:: ACTION ITEM ::
A faithful, complete transcription of the listing is required.

:: MATERIAL FOR THE TASK ::
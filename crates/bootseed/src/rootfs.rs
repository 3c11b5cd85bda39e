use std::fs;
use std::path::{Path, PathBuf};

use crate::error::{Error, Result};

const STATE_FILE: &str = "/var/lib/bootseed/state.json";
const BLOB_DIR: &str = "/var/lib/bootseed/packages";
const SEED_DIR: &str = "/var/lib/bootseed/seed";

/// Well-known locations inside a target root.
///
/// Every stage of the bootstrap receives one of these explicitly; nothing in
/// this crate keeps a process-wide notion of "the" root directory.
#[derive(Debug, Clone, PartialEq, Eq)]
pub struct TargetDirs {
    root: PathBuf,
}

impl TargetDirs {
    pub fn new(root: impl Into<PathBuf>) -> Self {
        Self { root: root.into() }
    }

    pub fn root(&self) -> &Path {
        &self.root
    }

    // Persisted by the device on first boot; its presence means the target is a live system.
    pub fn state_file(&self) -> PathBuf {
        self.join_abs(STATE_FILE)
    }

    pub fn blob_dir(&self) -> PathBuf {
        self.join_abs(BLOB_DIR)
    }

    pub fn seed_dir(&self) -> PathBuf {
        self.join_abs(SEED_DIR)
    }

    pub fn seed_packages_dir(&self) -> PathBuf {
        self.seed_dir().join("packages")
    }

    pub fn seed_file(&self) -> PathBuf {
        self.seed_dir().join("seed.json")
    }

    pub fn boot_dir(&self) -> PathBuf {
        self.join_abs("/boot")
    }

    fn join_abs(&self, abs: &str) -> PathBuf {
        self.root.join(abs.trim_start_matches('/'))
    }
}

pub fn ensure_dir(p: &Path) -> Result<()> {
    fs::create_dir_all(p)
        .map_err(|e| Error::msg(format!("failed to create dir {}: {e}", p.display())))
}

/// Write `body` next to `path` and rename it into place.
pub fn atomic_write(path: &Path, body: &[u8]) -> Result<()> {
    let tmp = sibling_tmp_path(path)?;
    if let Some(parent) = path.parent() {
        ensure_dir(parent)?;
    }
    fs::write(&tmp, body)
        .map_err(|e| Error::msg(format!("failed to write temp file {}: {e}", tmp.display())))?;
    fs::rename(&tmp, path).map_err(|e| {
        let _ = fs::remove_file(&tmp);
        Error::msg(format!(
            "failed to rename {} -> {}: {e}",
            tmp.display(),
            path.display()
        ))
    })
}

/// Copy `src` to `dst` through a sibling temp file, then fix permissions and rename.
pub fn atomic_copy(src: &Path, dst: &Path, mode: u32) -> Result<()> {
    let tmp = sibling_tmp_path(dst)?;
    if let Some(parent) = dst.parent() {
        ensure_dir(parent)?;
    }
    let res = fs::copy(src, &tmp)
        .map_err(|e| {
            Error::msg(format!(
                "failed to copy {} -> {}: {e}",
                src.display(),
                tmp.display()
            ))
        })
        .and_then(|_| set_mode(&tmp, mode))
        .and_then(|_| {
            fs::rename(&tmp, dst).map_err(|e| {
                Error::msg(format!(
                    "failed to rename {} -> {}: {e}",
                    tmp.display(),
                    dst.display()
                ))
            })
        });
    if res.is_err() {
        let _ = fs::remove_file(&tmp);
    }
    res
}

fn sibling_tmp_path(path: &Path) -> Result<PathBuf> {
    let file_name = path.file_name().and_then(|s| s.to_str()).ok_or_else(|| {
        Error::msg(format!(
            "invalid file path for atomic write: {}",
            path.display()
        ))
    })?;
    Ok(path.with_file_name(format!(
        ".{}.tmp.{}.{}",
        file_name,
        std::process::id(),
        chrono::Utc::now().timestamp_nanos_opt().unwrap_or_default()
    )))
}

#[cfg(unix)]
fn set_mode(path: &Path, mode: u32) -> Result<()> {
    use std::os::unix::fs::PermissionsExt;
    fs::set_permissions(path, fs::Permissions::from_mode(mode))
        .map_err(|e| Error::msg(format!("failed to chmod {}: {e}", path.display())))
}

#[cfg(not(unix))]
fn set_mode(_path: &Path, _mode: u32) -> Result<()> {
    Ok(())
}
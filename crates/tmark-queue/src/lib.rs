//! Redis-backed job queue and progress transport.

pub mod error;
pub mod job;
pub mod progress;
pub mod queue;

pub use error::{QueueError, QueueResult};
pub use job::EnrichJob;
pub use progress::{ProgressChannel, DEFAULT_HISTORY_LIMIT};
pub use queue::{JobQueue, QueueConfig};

:: RESULT OF THIS TASK ::
filename crates/bootseed/src/rootfs.rs
repository 3c11b5cd85bda39e
use std::fs;
use std::path::{Path, PathBuf};

use crate::error::{Error, Result};

const STATE_FILE: &str = "/var/lib/bootseed/state.json";
const BLOB_DIR: &str = "/var/lib/bootseed/packages";
const SEED_DIR: &str = "/var/lib/bootseed/seed";

/// Well-known locations inside a target root.
///
/// Every stage of the bootstrap receives one of these explicitly; nothing in
/// this crate keeps a process-wide notion of "the" root directory.
#[derive(Debug, Clone, PartialEq, Eq)]
pub struct TargetDirs {
    root: PathBuf,
}

impl TargetDirs {
    pub fn new(root: impl Into<PathBuf>) -> Self {
        Self { root: root.into() }
    }

    pub fn root(&self) -> &Path {
        &self.root
    }

    // Persisted by the device on first boot; its presence means the target is a live system.
    pub fn state_file(&self) -> PathBuf {
        self.join_abs(STATE_FILE)
    }

    pub fn blob_dir(&self) -> PathBuf {
        self.join_abs(BLOB_DIR)
    }

    pub fn seed_dir(&self) -> PathBuf {
        self.join_abs(SEED_DIR)
    }

    pub fn seed_packages_dir(&self) -> PathBuf {
        self.seed_dir().join("packages")
    }

    pub fn seed_file(&self) -> PathBuf {
        self.seed_dir().join("seed.json")
    }

    pub fn boot_dir(&self) -> PathBuf {
        self.join_abs("/boot")
    }

    fn join_abs(&self, abs: &str) -> PathBuf {
        self.root.join(abs.trim_start_matches('/'))
    }
}

pub fn ensure_dir(p: &Path) -> Result<()> {
    fs::create_dir_all(p)
        .map_err(|e| Error::msg(format!("failed to create dir {}: {e}", p.display())))
}

/// Write `body` next to `path` and rename it into place.
pub fn atomic_write(path: &Path, body: &[u8]) -> Result<()> {
    let tmp = sibling_tmp_path(path)?;
    if let Some(parent) = path.parent() {
        ensure_dir(parent)?;
    }
    fs::write(&tmp, body)
        .map_err(|e| Error::msg(format!("failed to write temp file {}: {e}", tmp.display())))?;
    fs::rename(&tmp, path).map_err(|e| {
        let _ = fs::remove_file(&tmp);
        Error::msg(format!(
            "failed to rename {} -> {}: {e}",
            tmp.display(),
            path.display()
        ))
    })
}

/// Copy `src` to `dst` through a sibling temp file, then fix permissions and rename.
pub fn atomic_copy(src: &Path, dst: &Path, mode: u32) -> Result<()> {
    let tmp = sibling_tmp_path(dst)?;
    if let Some(parent) = dst.parent() {
        ensure_dir(parent)?;
    }
    let res = fs::copy(src, &tmp)
        .map_err(|e| {
            Error::msg(format!(
                "failed to copy {} -> {}: {e}",
                src.display(),
                tmp.display()
            ))
        })
        .and_then(|_| set_mode(&tmp, mode))
        .and_then(|_| {
            fs::rename(&tmp, dst).map_err(|e| {
                Error::msg(format!(
                    "failed to rename {} -> {}: {e}",
                    tmp.display(),
                    dst.display()
                ))
            })
        });
    if res.is_err() {
        let _ = fs::remove_file(&tmp);
    }
    res
}

fn sibling_tmp_path(path: &Path) -> Result<PathBuf> {
    let file_name = path.file_name().and_then(|s| s.to_str()).ok_or_else(|| {
        Error::msg(format!(
            "invalid file path for atomic write: {}",
            path.display()
        ))
    })?;
    Ok(path.with_file_name(format!(
        ".{}.tmp.{}.{}",
        file_name,
        std::process::id(),
        chrono::Utc::now().timestamp_nanos_opt().unwrap_or_default()
    )))
}

#[cfg(unix)]
fn set_mode(path: &Path, mode: u32) -> Result<()> {
    use std::os::unix::fs::PermissionsExt;
    fs::set_permissions(path, fs::Permissions::from_mode(mode))
        .map_err(|e| Error::msg(format!("failed to chmod {}: {e}", path.display())))
}

#[cfg(not(unix))]
fn set_mode(_path: &Path, _mode: u32) -> Result<()> {
    Ok(())
}
filename crates/tmark-queue/src/lib.rs
//! Redis-backed job queue and progress transport.

pub mod error;
pub mod job;
pub mod progress;
pub mod queue;

pub use error::{QueueError, QueueResult};
pub use job::EnrichJob;
pub use progress::{ProgressChannel, DEFAULT_HISTORY_LIMIT};
pub use queue::{JobQueue, QueueConfig};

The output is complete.